Tech companies are infringing on our privacy, gathering data on us without our permission and selling the information to unidentified third parties. Google and Facebook are the main ‘data-scoopers’: “Algorithms gorge on data about you, every second. What kind of links do you click on? What videos do you watch all the way through?…what facial expressions do you make?”

Information about an individual only becomes useful when correlated with information about others: “If a lot of other people who like the foods you like were also more easily put off by pictures of a candidate portrayed in a pink border instead of a blue one, then you probably will be too.”

As an election approaches strategists can use the information the algorithms have gathered to direct voters towards a particular party, or away from it, or indeed to abstain from voting: “You might be targeted before an election with weird posts that have been proven to bring out the inner cynic in people who are similar to you, in order to reduce the chances that you’ll vote.”

The tech giants exploit workers.
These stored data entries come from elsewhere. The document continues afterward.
//! Tab-expanded line geometry.
//!
//! The width function is the single source of truth for how many columns a
//! prefix of a line occupies: tabs expand to the next stop, every other
//! character contributes its display width, and positions past the end of
//! the line follow the convention of an infinite tail of spaces.

use crate::encoding::{char_width_at, next_pos, Encoding};
use crate::Line;

/// Columns occupied by the first `n` logical characters of `line`.
pub fn calc_width(line: &Line, n: usize, tab_size: usize, encoding: Encoding) -> usize {
    let s = line.as_bytes();
    let mut width = 0;
    let mut pos = 0;
    for _ in 0..n {
        if pos >= s.len() {
            width += 1;
            pos += 1;
        } else if s[pos] != b'\t' {
            width += char_width_at(s, pos, encoding);
            pos = next_pos(s, pos, encoding);
        } else {
            width += tab_size - width % tab_size;
            pos = next_pos(s, pos, encoding);
        }
    }
    width
}

/// Byte position of the character containing column `col`: the smallest
/// index whose cumulative width exceeds `col`, or the line length when the
/// line is narrower than the column.
pub fn calc_pos(line: &Line, col: usize, tab_size: usize, encoding: Encoding) -> usize {
    let s = line.as_bytes();
    let mut width = 0;
    let mut pos = 0;
    while pos < s.len() {
        let c_width = if s[pos] == b'\t' {
            tab_size - width % tab_size
        } else {
            char_width_at(s, pos, encoding)
        };
        if width + c_width > col {
            break;
        }
        width += c_width;
        pos = next_pos(s, pos, encoding);
    }
    pos
}

/// Logical character count of the line.
pub fn calc_char_len(line: &Line, encoding: Encoding) -> usize {
    crate::encoding::char_len(line.as_bytes(), encoding)
}

#[cfg(test)]
mod tests {
    use super::*;

    fn line(s: &str) -> Line {
        Line::from_bytes(s.as_bytes().to_vec())
    }

    #[test]
    fn tabs_expand_to_the_next_stop() {
        let l = line("ab\tc\td");
        assert_eq!(calc_width(&l, 2, 4, Encoding::Utf8), 2);
        assert_eq!(calc_width(&l, 3, 4, Encoding::Utf8), 4);
        assert_eq!(calc_width(&l, 4, 4, Encoding::Utf8), 5);
        assert_eq!(calc_width(&l, 5, 4, Encoding::Utf8), 8);
        assert_eq!(calc_width(&l, 6, 4, Encoding::Utf8), 9);
    }

    #[test]
    fn positions_past_the_end_are_spaces() {
        let l = line("ab");
        assert_eq!(calc_width(&l, 5, 8, Encoding::Utf8), 5);
    }

    #[test]
    fn wide_characters_count_their_width() {
        let l = line("a宽b");
        assert_eq!(calc_width(&l, 2, 8, Encoding::Utf8), 3);
        assert_eq!(calc_width(&l, 3, 8, Encoding::Utf8), 4);
    }

    #[test]
    fn calc_pos_inverts_calc_width() {
        let l = line("ab\tcd");
        assert_eq!(calc_pos(&l, 0, 4, Encoding::Utf8), 0);
        assert_eq!(calc_pos(&l, 2, 4, Encoding::Utf8), 2);
        // Columns inside the tab's span still belong to the tab.
        assert_eq!(calc_pos(&l, 3, 4, Encoding::Utf8), 2);
        assert_eq!(calc_pos(&l, 4, 4, Encoding::Utf8), 3);
        assert_eq!(calc_pos(&l, 100, 4, Encoding::Utf8), 5);
    }
}
//! The incremental update layer.
//!
//! Everything the editor does to the screen goes through here, and the
//! basic deal is simple: updates are applied cell-by-cell while they stay
//! cheap, and wholesale once they stop being cheap. Each call bumps a
//! per-refresh counter; past the TURBO threshold the engine flips to
//! deferred mode, where updates only widen the dirty row range and the
//! actual painting waits for `refresh_window`. Short bursts of edits stay
//! perfectly incremental, long operations coalesce into one pass.
//!
//! The single-character updates (insert, delete, overwrite) are called
//! immediately after the buffer mutation, assume the screen still shows
//! the pre-mutation state, and keep the buffer's attribute cache in step.
//! Their hard part is the first tab to the right of the edit: a tab can
//! absorb a width change by growing or shrinking its expansion, which
//! beats shifting the whole tail of the line.

use std::io::Write;

use anyhow::Result;
use core_syntax::HighlightState;
use core_terminal::{Attr, Screen};
use core_text::encoding::{char_width_at, next_pos};
use core_text::{calc_char_len, calc_width, find_matching_bracket, Buffer, Encoding};
use tracing::trace;

use crate::dirty::DirtyRange;
use crate::line::output_line_slice;
use crate::status::StatusBar;

/// Saved cell for the bracket-match highlight, so hiding restores exactly
/// what showing replaced.
#[derive(Debug, Clone, Copy, Default)]
struct SavedMatch {
    c: u32,
    attr: Attr,
}

pub struct RenderEngine {
    /// Configured threshold; zero means "twice the screen height".
    turbo: usize,
    window_needs_refresh: bool,
    dirty: DirtyRange,
    updated_lines: usize,
    /// Set by the editor when the current line's edit may have changed the
    /// highlight states of the lines below it.
    pub need_attr_update: bool,
    /// The shared parse buffer. Any parse of a line other than the current
    /// one invalidates the buffer's own attribute cache.
    parse_buf: Vec<Attr>,
    pub status: StatusBar,
    saved_match: SavedMatch,
    /// Suppresses `delay_update` so tests observe every incremental path.
    test_mode: bool,
}

impl Default for RenderEngine {
    fn default() -> Self {
        RenderEngine::new(0)
    }
}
Google for instance hoovers up translations of words and phrases without acknowledging – much less remunerating – the people who produced them, effectively appropriating the work of others to improve its own translation service.

Silicon Valley should adopt a “less deleterious” business model, one which would involve us paying tech companies to use their services, them paying us to use our data. Lanier urges us to apply pressure on them by closing our social media and Gmail accounts. He directs readers towards news websites, particularly those which employ investigative journalists, and advises against reliance on newsfeeds.

Lanier writes with the authority of a man who has been in the business for decades. He compares social media with paint that contains lead: “When it became undeniable that lead was harmful, no one declared that houses should never be painted again. Instead, after pressure and legislation, lead-free paints became the new standard….smart people should delete their accounts until non-toxic varieties are available.”